▼

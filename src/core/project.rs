//! Projects - one buildable unit of the workspace.

use std::collections::{BTreeMap, BTreeSet};
use std::path::{Path, PathBuf};
use std::sync::Arc;

use anyhow::Result;

use crate::core::dependency::Dependencies;
use crate::core::errors::ConfigError;
use crate::core::label::Label;
use crate::core::manifest::{asset_glob, source_glob, ProjectManifest, ResolvedConfig};
use crate::core::target::Target;
use crate::core::workspace::Workspace;
use crate::util::fs::{relative_path, to_slash, walk_glob, GlobSpec};

/// Source and asset selection of a project.
#[derive(Debug, Clone, Default, PartialEq, Eq)]
pub struct ProjectFiles {
    pub sources: GlobSpec,
    pub assets: GlobSpec,
}

/// Files of a project, relative to its root directory.
#[derive(Debug, Clone, Default, PartialEq, Eq)]
pub struct CollectedFiles {
    pub sources: Vec<PathBuf>,
    pub assets: Vec<PathBuf>,
}

#[derive(Debug, Clone)]
pub struct Project {
    /// Path of the project directory relative to the workspace root, with
    /// `/` separators.
    pub name: String,

    pub root_dir: PathBuf,

    pub config_file: PathBuf,

    /// `<dist-dir>/<name>`
    pub dist_dir: PathBuf,

    pub build: Option<ResolvedConfig>,

    pub test: bool,

    pub dependencies: Dependencies,

    pub files: ProjectFiles,

    pub targets: BTreeMap<String, Arc<Target>>,

    /// The config file as written.
    pub raw: toml::Table,
}

impl Project {
    /// Parse the project config at `config_file`, run the project hooks,
    /// then build and hook every target.
    pub(crate) fn load(workspace: &Workspace, config_file: &Path) -> Result<Self, ConfigError> {
        let (manifest, raw) = ProjectManifest::load(config_file)?;

        let root_dir = config_file
            .parent()
            .map(Path::to_path_buf)
            .unwrap_or_else(|| workspace.root().to_path_buf());
        let name = to_slash(&relative_path(workspace.root(), &root_dir));
        if name.is_empty() || name.starts_with("..") {
            return Err(ConfigError::invalid(
                config_file,
                "project configs must live in a subdirectory of the workspace root",
            ));
        }

        let defaults = workspace.defaults();
        let mut project = Project {
            dist_dir: workspace.dist_dir().join(&name),
            name,
            root_dir,
            config_file: config_file.to_path_buf(),
            build: manifest.build.as_ref().map(|b| b.resolve(&defaults.build)),
            test: manifest.test,
            dependencies: Dependencies::from_map(&manifest.deps),
            files: ProjectFiles {
                sources: source_glob(manifest.srcs.as_ref()),
                assets: asset_glob(manifest.assets.as_ref()),
            },
            targets: BTreeMap::new(),
            raw,
        };

        workspace.run_project_hooks(&mut project);

        if let Some(ref build) = project.build {
            if let Ok(builder) = workspace.get_builder(&project) {
                builder
                    .validate_config(&build.config)
                    .map_err(|message| ConfigError::invalid(config_file, message))?;
            }
        }

        for (target_name, target_manifest) in &manifest.targets {
            let mut target = Target::from_manifest(
                target_name,
                &project.name,
                target_manifest,
                &defaults.bundle,
                config_file,
            )?;
            workspace.run_target_hooks(&mut target);

            if let Ok(bundler) = workspace.get_bundler(&target) {
                bundler
                    .validate_config(&target.bundle.config)
                    .map_err(|message| ConfigError::invalid(config_file, message))?;
            }

            project
                .targets
                .insert(target_name.clone(), Arc::new(target));
        }

        tracing::debug!(
            "loaded project `{}` ({} targets)",
            project.name,
            project.targets.len()
        );

        Ok(project)
    }

    pub fn label(&self) -> Label {
        Label::new(&self.name, None)
    }

    /// The build type, if any.
    pub fn build_kind(&self) -> Option<&str> {
        self.build.as_ref().map(|b| b.kind.as_str())
    }

    pub fn target(&self, name: &str) -> Result<&Arc<Target>, ConfigError> {
        self.targets
            .get(name)
            .ok_or_else(|| ConfigError::TargetNotFound {
                project: self.name.clone(),
                target: name.to_string(),
            })
    }

    pub fn default_target(&self) -> Option<&Arc<Target>> {
        self.targets.values().find(|t| t.is_default)
    }

    /// Glob the project's sources and assets. Directories holding another
    /// project config are skipped, the project's own config is never a
    /// source, and sources are removed from assets.
    pub fn collect_files(&self, project_config_filename: &str) -> Result<CollectedFiles> {
        let nested = |dir: &Path| dir.join(project_config_filename).is_file();

        let sources: Vec<PathBuf> = walk_glob(&self.root_dir, &self.files.sources, nested)?
            .into_iter()
            .filter(|source| source.as_path() != Path::new(project_config_filename))
            .collect();
        let assets = walk_glob(&self.root_dir, &self.files.assets, nested)?;

        let claimed: BTreeSet<&PathBuf> = sources.iter().collect();
        let assets = assets
            .into_iter()
            .filter(|asset| !claimed.contains(asset))
            .collect();

        Ok(CollectedFiles { sources, assets })
    }
}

▲

**ACTIVITY**
Return solely the count of lines in the data above in which the word "ResolvedConfig" occurs.

**SOLUTION TO THIS PROBLEM**
2